Data Subjects’ Rights and ETIAS
According to the ETIAS regulation Article 64(1), TCNs whose data are stored in the ETIAS C-S are informed about the right to access, rectify, and erase personal data at the time of their collection. At this moment, the contact details of the European Border and Coast Guard Agency and the EDPS are given. The expression used, i.e. “collection”, raises doubts on whether TCNs are aware of the fact that their health data are processed since these are not gathered from the application form, but inferred from the implementation (and eventually revision) of the ETIAS screening rules [Articles 14 and 23(1) let. e) of the GDPR]. In the specific case of granting the authorisation, TCNs are expected to be informed about the processing of health data during the assessment of which the ETIAS National Unit is competent (Articles 26-32 of the ETIAS regulation). Conversely, when the authorisation is refused, annulled, or revoked, the applicant is notified about the justification sustaining the negative decision, i.e. the fact that the TCN represents a high epidemic threat, and of the possibility of appealing it according to the national law of the responsible ETIAS National Unit [Articles 37(3), 43(3), and 41(3) of the ETIAS regulation]. In addition, the notification must state the procedures for exercising the right to access, rectify, and erase personal data before the ETIAS Central Unit or to the competent National Unit [Article 64(2) of the ETIAS regulation]. Overall, the exercise of this right is designed in view of the assessment or decision taken by the ETIAS National Unit, without regard to the ETIAS screening rules whose revision is performed by the European Commission every six months according to Article 33(3) of the ETIAS regulation.
Concluding Remarks
The lack of specific rules on the processing of health-related data in the ETIAS regulation confirms that the co-legislators have not provided enhanced safeguards to regulate the processing of such a special category of personal data, as it should be. This post holds that specific safeguards must be ensured for the whole data life cycle to safeguard the exercise of data subjects’ rights as long as health data are processed in the ETIAS at different stages.
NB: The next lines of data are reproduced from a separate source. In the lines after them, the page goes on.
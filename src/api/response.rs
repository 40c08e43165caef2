use chrono::{DateTime, Utc};
use serde::Serialize;

use crate::domain::Transaction;
use crate::engine::ThresholdInfo;
use crate::orchestrator::Prediction;

/// Batch detection response.
#[derive(Debug, Serialize)]
pub struct BatchResponse {
    pub status: String,
    pub total_transactions: usize,
    pub results: Vec<Prediction>,
    pub processing_time: DateTime<Utc>,
}

impl BatchResponse {
    pub fn new(results: Vec<Prediction>) -> Self {
        BatchResponse {
            status: "success".to_string(),
            total_transactions: results.len(),
            results,
            processing_time: Utc::now(),
        }
    }
}

/// Response to an accepted threshold update.
#[derive(Debug, Serialize)]
pub struct ThresholdUpdateResponse {
    pub status: String,
    pub message: String,
    pub new_thresholds: ThresholdInfo,
}

impl ThresholdUpdateResponse {
    pub fn new(new_thresholds: ThresholdInfo) -> Self {
        ThresholdUpdateResponse {
            status: "success".to_string(),
            message: "Thresholds updated successfully".to_string(),
            new_thresholds,
        }
    }
}

/// Demo transaction response.
#[derive(Debug, Serialize)]
pub struct SampleResponse {
    pub status: String,
    pub sample_transaction: Transaction,
    pub description: String,
}

impl SampleResponse {
    pub fn new(sample_transaction: Transaction) -> Self {
        SampleResponse {
            status: "success".to_string(),
            sample_transaction,
            description: "Sample transaction data for testing the fraud detection API".to_string(),
        }
    }
}

/// Health check response.
#[derive(Debug, Serialize)]
pub struct HealthResponse {
    pub status: String,
    pub version: String,
    pub policy_version: String,
    pub threshold_revision: u64,
    pub uptime_secs: u64,
}

/// Error response.
#[derive(Debug, Serialize)]
pub struct ErrorResponse {
    pub error: String,
    pub status: String,
}

impl ErrorResponse {
    pub fn new(error: impl Into<String>, status: impl Into<String>) -> Self {
        ErrorResponse {
            error: error.into(),
            status: status.into(),
        }
    }

    /// Payload failed transaction validation.
    pub fn validation(message: impl Into<String>) -> Self {
        ErrorResponse::new(message, "validation_error")
    }

    pub fn error(message: impl Into<String>) -> Self {
        ErrorResponse::new(message, "error")
    }
}

#[cfg(test)]
mod tests {
    use super::*;
    use crate::domain::TransactionId;
    use crate::engine::ThresholdStore;
    use crate::orchestrator::{ErrorResult, FailureKind};

    #[test]
    fn test_batch_response_serialization() {
        let resp = BatchResponse::new(vec![Prediction::Failed(ErrorResult::new(
            TransactionId::new("BATCH_0001"),
            FailureKind::ValidationError,
            "invalid transaction: amount is required",
        ))]);

        let json = serde_json::to_value(&resp).unwrap();

        assert_eq!(json["status"], "success");
        assert_eq!(json["total_transactions"], 1);
        assert_eq!(json["results"][0]["transaction_id"], "BATCH_0001");
        assert_eq!(json["results"][0]["action_response"]["action"], "BLOCK");
    }

    #[test]
    fn test_threshold_update_response() {
        let store = ThresholdStore::default();
        let resp = ThresholdUpdateResponse::new(ThresholdInfo::from(store.snapshot().as_ref()));

        let json = serde_json::to_value(&resp).unwrap();
        assert_eq!(json["new_thresholds"]["thresholds"]["allow"], 0.4);
        assert_eq!(json["new_thresholds"]["revision"], 1);
    }

    #[test]
    fn test_error_response() {
        let resp = ErrorResponse::validation("invalid transaction: sender_id is required");

        let json = serde_json::to_string(&resp).unwrap();
        assert!(json.contains("validation_error"));
        assert!(json.contains("sender_id"));
    }
}
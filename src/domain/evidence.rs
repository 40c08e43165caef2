use serde::{Deserialize, Serialize};

/// Evidence captured when an overlay rule fires or an indicator is counted.
///
/// Provides audit trail information about why an action was chosen.
#[derive(Debug, Clone, PartialEq, Serialize, Deserialize)]
pub struct Evidence {
    /// The rule that fired
    pub rule_id: String,

    /// Key identifying what was checked (e.g., "amount", "receiver_age_days")
    pub key: String,

    /// The actual value that fired the rule
    pub value: String,

    /// The threshold/limit that was crossed (if applicable)
    #[serde(default, skip_serializing_if = "Option::is_none")]
    pub limit: Option<String>,
}

impl Evidence {
    /// Create evidence for a rule hit.
    pub fn new(rule_id: impl Into<String>, key: impl Into<String>, value: impl Into<String>) -> Self {
        Evidence {
            rule_id: rule_id.into(),
            key: key.into(),
            value: value.into(),
            limit: None,
        }
    }

    /// Create evidence with a limit/threshold.
    pub fn with_limit(
        rule_id: impl Into<String>,
        key: impl Into<String>,
        value: impl Into<String>,
        limit: impl Into<String>,
    ) -> Self {
        Evidence {
            rule_id: rule_id.into(),
            key: key.into(),
            value: value.into(),
            limit: Some(limit.into()),
        }
    }
}

#[cfg(test)]
mod tests {
    use super::*;

    #[test]
    fn test_evidence_creation() {
        let ev = Evidence::new("R4_VIP", "user_type", "vip");
        assert_eq!(ev.rule_id, "R4_VIP");
        assert_eq!(ev.key, "user_type");
        assert_eq!(ev.value, "vip");
        assert!(ev.limit.is_none());
    }

    #[test]
    fn test_evidence_with_limit_serialization() {
        let ev = Evidence::with_limit("R1_HIGH_AMOUNT", "amount", "10000", "5000");
        assert_eq!(ev.limit, Some("5000".to_string()));

        let json = serde_json::to_string(&ev).unwrap();
        assert!(json.contains("\"limit\":\"5000\""));

        let bare = serde_json::to_string(&Evidence::new("R3", "k", "v")).unwrap();
        assert!(!bare.contains("limit"));
    }
}
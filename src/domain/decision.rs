use serde::{Deserialize, Serialize};
use std::fmt;

/// Action taken on a transaction.
///
/// Ordered by severity from least to most severe. Every business rule
/// except the VIP downgrade may only move an action up this ordering.
#[derive(Debug, Clone, Copy, PartialEq, Eq, Hash, Serialize, Deserialize)]
#[serde(rename_all = "SCREAMING_SNAKE_CASE")]
pub enum Action {
    /// Transaction approved
    Allow,
    /// Additional verification (OTP, biometric) required
    Verify,
    /// Transaction stopped
    Block,
    /// Action string not recognized when reading an external record
    #[serde(other)]
    Unknown,
}

impl Action {
    /// Returns the severity rank (0-2), with unknown actions treated as blocks.
    #[inline]
    pub fn severity(&self) -> u8 {
        match self {
            Action::Allow => 0,
            Action::Verify => 1,
            Action::Block | Action::Unknown => 2,
        }
    }

    /// Returns true if this action lets the transaction through.
    #[inline]
    pub fn is_allowed(&self) -> bool {
        *self == Action::Allow
    }

    /// Returns true if this action stops the transaction.
    #[inline]
    pub fn is_blocked(&self) -> bool {
        *self == Action::Block
    }

    /// Parse from string representation.
    pub fn from_str(s: &str) -> Option<Self> {
        match s.to_uppercase().as_str() {
            "ALLOW" => Some(Action::Allow),
            "VERIFY" => Some(Action::Verify),
            "BLOCK" => Some(Action::Block),
            _ => None,
        }
    }

    pub fn as_str(&self) -> &'static str {
        match self {
            Action::Allow => "ALLOW",
            Action::Verify => "VERIFY",
            Action::Block => "BLOCK",
            Action::Unknown => "UNKNOWN",
        }
    }
}

impl Default for Action {
    fn default() -> Self {
        Action::Allow
    }
}

impl fmt::Display for Action {
    fn fmt(&self, f: &mut fmt::Formatter<'_>) -> fmt::Result {
        f.write_str(self.as_str())
    }
}

/// Risk band derived from the fraud score.
#[derive(Debug, Clone, Copy, PartialEq, Eq, PartialOrd, Ord, Hash, Serialize, Deserialize)]
#[serde(rename_all = "SCREAMING_SNAKE_CASE")]
pub enum RiskLevel {
    Low,
    Medium,
    High,
}

impl RiskLevel {
    pub fn as_str(&self) -> &'static str {
        match self {
            RiskLevel::Low => "LOW",
            RiskLevel::Medium => "MEDIUM",
            RiskLevel::High => "HIGH",
        }
    }
}

impl fmt::Display for RiskLevel {
    fn fmt(&self, f: &mut fmt::Formatter<'_>) -> fmt::Result {
        f.write_str(self.as_str())
    }
}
This post is part of the aid JDC2022-048217-I, funded by MCIN/AEI/10.13039/501100011033 and the European Union ‘NextGenerationEU’/PRTR, and the 2024 Research Project ‘Aproximación ético-jurídica al tratamiento de datos de salud de inmigrantes y refugiados para fines de salud pública en la UE’ (DASIR-SP) funded by the Fundación Víctor Grífols i Lucas. The author is grateful to the Völkerrechtsblog team and Prof. Dr. Nicolás Jiménez for bringing significant recommendation to this study.

Dr. Francesca Tassinari is a Postdoctoral JDC Research Fellow at the University of the Basque Country (UPV/EHU) and an expert in Privacy, Data protection, and Interoperability under International and EU Law.